I try and go every year to the Street Food Festival organised on the grounds of Delhi’s Jawaharlal Nehru Stadium by the National Association of Street Vendors.

I go for three reasons. The first, and most important, is that the National Association of Street Vendors does great work in standing up for the rights of roadside food vendors, who are the most abused and exploited people in the entire food business.

 

I feel that all of us, who have some involvement in the food business, should do whatever we can to support the vendors, most of whom struggle to feed their families while being shaken down by policemen, municipal authorities and nearly everyone else in a position of authority.

 

   Secondly, anyone who writes about food must pay attention to the food of the Indian street. The kind of chaat that appeals to the middle class constitutes only a tiny part of India’s street food scene. The street food vendors exist not to please you, me and the other readers of Brunch, but to provide daily sustenance to all Indians; to those who can’t go home for lunch, often work too late to eat dinner at home and can’t even afford dhabas. They eat on the streets not because it is fun but because they have no choice.

 

   And finally, I go every year simply because I have a great time. The food is always interesting, some of it is quite terrific and the National Association of Street Vendors turns the grounds of the stadium into a mela with stand-up comics and live music.

 

   Here are some of the trends I noticed this year.

 

Bread Rules: There was a time when street food vendors liked to make their own wheat dough for dishes: the puris for golgappas, samosas, kachoris etc. That now seems to be changing.

 

   More and more of the street food guys are using commercial, pre-packaged, store-bought white bread as their primary staple. I reckon the trend towards bread in street food started in Mumbai where the Goan pao first made it to Mohammed Ali Road and began turning up in keema-pao and various other dishes. It was then adopted by the Gujaratis of the Cotton Exchange for paobhaji and most recently, became the basis of the Marathi hamburger, the Vada Pao.

 

   But what’s popular this year is not pao, which can be difficult to source but sliced bread of the sort that vendors in Mumbai only ever used before for the Bombay Sandwich. Presumably, this is because commercial bread is easy to find all over India.

 

   At stall after stall, run by vendors from all over India, bread turned up again and again. It was the centre of many omelet stalls. Usually they put the bread on the tava as the omelet was cooking so that the egg wrapped itself around the bread. There were endless deep-fried battered sandwiches, too. The bread pakora had, as we shall see, spawned a whole family of knock-offs.

 

Potato+Bread: If there is one thing I loathe it is the starch-on-starch sandwich.
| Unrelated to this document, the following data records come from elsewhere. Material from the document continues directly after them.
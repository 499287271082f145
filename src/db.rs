//! SQLite sink for poll reports and lottery draws
//!
//! Tables (see `sql/`):
//! - `poll_reports` - INSERT, one row per applied poll
//! - `lottery_draws` - INSERT, append-only draw log

use {
    crate::{
        error::{TrackerError, TrackerResult},
        selection::Winner,
        session::PollReport,
    },
    async_trait::async_trait,
    rusqlite::Connection,
    std::{
        fs, io,
        path::Path,
        sync::{Arc, Mutex, MutexGuard},
    },
};

/// Writer for analytics output
#[async_trait]
pub trait ReportDbWriter: Send + Sync {
    /// Append one poll report
    async fn write_poll_report(&self, report: &PollReport) -> TrackerResult<()>;

    /// Append one lottery draw
    async fn write_draw(&self, mint: &str, winner: &Winner) -> TrackerResult<()>;
}

/// Run schema migrations from SQL files
///
/// Executes every `.sql` file in `schema_dir` in file-name order. Files must
/// use `IF NOT EXISTS` so the migration is idempotent.
pub fn run_schema_migrations(conn: &mut Connection, schema_dir: &str) -> TrackerResult<()> {
    let schema_path = Path::new(schema_dir);

    if !schema_path.exists() {
        return Err(TrackerError::Persistence(io::Error::new(
            io::ErrorKind::NotFound,
            format!("Schema directory not found: {}", schema_dir),
        )));
    }

    conn.pragma_update(None, "journal_mode", "WAL")?;
    log::info!("📊 Enabled WAL mode for SQLite database");

    let mut sql_files: Vec<_> = fs::read_dir(schema_path)?
        .filter_map(|entry| entry.ok())
        .filter(|entry| entry.path().extension().and_then(|s| s.to_str()) == Some("sql"))
        .collect();

    sql_files.sort_by_key(|entry| entry.file_name());

    log::info!("🔧 Running schema migrations from: {}", schema_dir);

    for entry in sql_files {
        let path = entry.path();
        let filename = entry.file_name().to_string_lossy().into_owned();

        log::info!("   ├─ Executing: {}", filename);
        let sql_content = fs::read_to_string(&path)?;
        conn.execute_batch(&sql_content)?;
    }

    log::info!("✅ All schema migrations completed successfully");
    Ok(())
}

/// rusqlite-backed `ReportDbWriter`
pub struct SqliteReportWriter {
    conn: Arc<Mutex<Connection>>,
}

impl SqliteReportWriter {
    /// Open a writer on an existing database
    ///
    /// The schema must already be in place (see `run_schema_migrations`).
    pub fn new(db_path: &str) -> TrackerResult<Self> {
        let conn = Connection::open(db_path)?;
        Ok(Self {
            conn: Arc::new(Mutex::new(conn)),
        })
    }

    fn lock(&self) -> TrackerResult<MutexGuard<'_, Connection>> {
        self.conn.lock().map_err(|_| {
            TrackerError::Persistence(io::Error::new(
                io::ErrorKind::Other,
                "sqlite connection lock poisoned",
            ))
        })
    }

    /// Number of stored poll reports for a mint
    pub fn count_reports(&self, mint: &str) -> TrackerResult<i64> {
        let conn = self.lock()?;
        let count = conn.query_row(
            "SELECT COUNT(*) FROM poll_reports WHERE mint = ?1",
            [mint],
            |row| row.get(0),
        )?;
        Ok(count)
    }

    /// Number of stored draws for an owner that triggered the streak bonus
    pub fn count_bonus_draws(&self, mint: &str, owner: &str) -> TrackerResult<i64> {
        let conn = self.lock()?;
        let count = conn.query_row(
            "SELECT COUNT(*) FROM lottery_draws WHERE mint = ?1 AND owner = ?2 AND bonus_triggered = 1",
            [mint, owner],
            |row| row.get(0),
        )?;
        Ok(count)
    }
}

#[async_trait]
impl ReportDbWriter for SqliteReportWriter {
    async fn write_poll_report(&self, report: &PollReport) -> TrackerResult<()> {
        let changes_json = serde_json::to_string(&report.changes)?;
        let top_stats_json = serde_json::to_string(&report.top_stats)?;
        let now = chrono::Utc::now().timestamp();

        let conn = self.lock()?;
        conn.execute(
            r#"
            INSERT INTO poll_reports (
                mint, poll, taken_at, holder_count,
                present, total, unchanged, full_exits, exited,
                still_present, gone_from_initial, new_since_last_poll, ever_new_entrants,
                changes_json, top_stats_json, created_at
            ) VALUES (?, ?, ?, ?, ?, ?, ?, ?, ?, ?, ?, ?, ?, ?, ?, ?)
            "#,
            rusqlite::params![
                report.mint,
                report.poll as i64,
                report.taken_at,
                report.holder_count as i64,
                report.changes.current,
                report.changes.total,
                report.changes.unchanged,
                report.changes.sold(100),
                report.changes.exited,
                report.top_stats.still_present as i64,
                report.top_stats.gone_from_initial as i64,
                report.top_stats.new_since_last_poll as i64,
                report.top_stats.ever_new_entrants as i64,
                changes_json,
                top_stats_json,
                now,
            ],
        )?;

        Ok(())
    }

    async fn write_draw(&self, mint: &str, winner: &Winner) -> TrackerResult<()> {
        let conn = self.lock()?;
        conn.execute(
            r#"
            INSERT INTO lottery_draws (
                mint, owner, amount, mode, streak, bonus_triggered,
                eligible_count, total_weight, chance_pct, drawn_at
            ) VALUES (?, ?, ?, ?, ?, ?, ?, ?, ?, ?)
            "#,
            rusqlite::params![
                mint,
                winner.owner,
                winner.amount.to_string(),
                winner.mode.to_string(),
                winner.streak,
                winner.bonus_triggered,
                winner.eligible_count as i64,
                winner.total_weight.to_string(),
                winner.chance_pct,
                winner.drawn_at,
            ],
        )?;

        Ok(())
    }
}

#[cfg(test)]
mod tests {
    use super::*;
    use crate::{
        selection::SelectionMode,
        session::{SessionSettings, TrackingSession},
        snapshot::{HolderBalance, Snapshot},
    };
    use tempfile::NamedTempFile;

    fn create_test_db() -> (NamedTempFile, SqliteReportWriter) {
        let temp_file = NamedTempFile::new().unwrap();
        let db_path = temp_file.path().to_str().unwrap().to_string();

        let mut conn = Connection::open(&db_path).unwrap();
        run_schema_migrations(&mut conn, concat!(env!("CARGO_MANIFEST_DIR"), "/sql")).unwrap();
        drop(conn);

        let writer = SqliteReportWriter::new(&db_path).unwrap();
        (temp_file, writer)
    }

    fn winner(owner: &str, streak: u32, bonus_triggered: bool) -> Winner {
        Winner {
            owner: owner.to_string(),
            amount: u64::MAX,
            mode: SelectionMode::Weighted,
            streak,
            bonus_triggered,
            eligible_count: 2,
            total_weight: u64::MAX as u128 + 10,
            chance_pct: 99.9,
            drawn_at: 1_700_000_000_000,
        }
    }

    #[test]
    fn test_missing_schema_dir() {
        let mut conn = Connection::open_in_memory().unwrap();
        assert!(run_schema_migrations(&mut conn, "/definitely/not/here").is_err());
    }

    #[test]
    fn test_migrations_are_idempotent() {
        let (temp, _writer) = create_test_db();
        let mut conn = Connection::open(temp.path()).unwrap();
        run_schema_migrations(&mut conn, concat!(env!("CARGO_MANIFEST_DIR"), "/sql")).unwrap();
    }

    #[tokio::test]
    async fn test_write_poll_report() {
        let (_temp, writer) = create_test_db();

        let mut session = TrackingSession::start("mint", SessionSettings::default());
        let snapshot = Snapshot::new("mint", 0, 1, vec![HolderBalance::new("A", 10)]);
        let report = session.apply_snapshot(&snapshot, 1).unwrap().unwrap();

        writer.write_poll_report(&report).await.unwrap();
        writer.write_poll_report(&report).await.unwrap();
        assert_eq!(writer.count_reports("mint").unwrap(), 2);
        assert_eq!(writer.count_reports("other").unwrap(), 0);
    }

    #[tokio::test]
    async fn test_write_draw_keeps_large_amounts() {
        let (temp, writer) = create_test_db();

        writer.write_draw("mint", &winner("A", 2, false)).await.unwrap();
        writer.write_draw("mint", &winner("A", 3, true)).await.unwrap();
        assert_eq!(writer.count_bonus_draws("mint", "A").unwrap(), 1);

        let conn = Connection::open(temp.path()).unwrap();
        let amount: String = conn
            .query_row("SELECT amount FROM lottery_draws WHERE streak = 3", [], |row| row.get(0))
            .unwrap();
        assert_eq!(amount, u64::MAX.to_string());
    }
}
So you won’t find me enjoying the Mumbai vada pao or even the Gujarati dabeli, which, in my view, is a disgrace to one of India’s great cuisines.

 

   Clearly, I am in a minority of one in a country where even American fast food chains are forced to serve aloo tikki burgers. And judging by the stalls at the Festival, bread and potato have become like an old happily married couple.

 

   I am an equal opportunity loather so I also loathe the bread pakoras so beloved of Delhi canteens. But like some mutating virus, the bread pakora has turned into a whole series of deep-fried sandwiches. The general principle at many stalls was that no matter what the sandwich contained, it had to be battered and deep-fried.

 

   I hung around some of the stalls to see what was the most popular sandwich. The clear winner was a white bread sandwich with a masala dosa-type potato filling, battered and then deep fried till the edges were crisp.

 

   I would rather have the masala dosa myself but I guess this sandwich is easier to make and more filling.

 

"It is one of the ironies of the Indian street food scene that while the South has given us the three most popular pan-Indian fast food items – dosas, idlis and vadas – there is no real chaat tradition in much of South India."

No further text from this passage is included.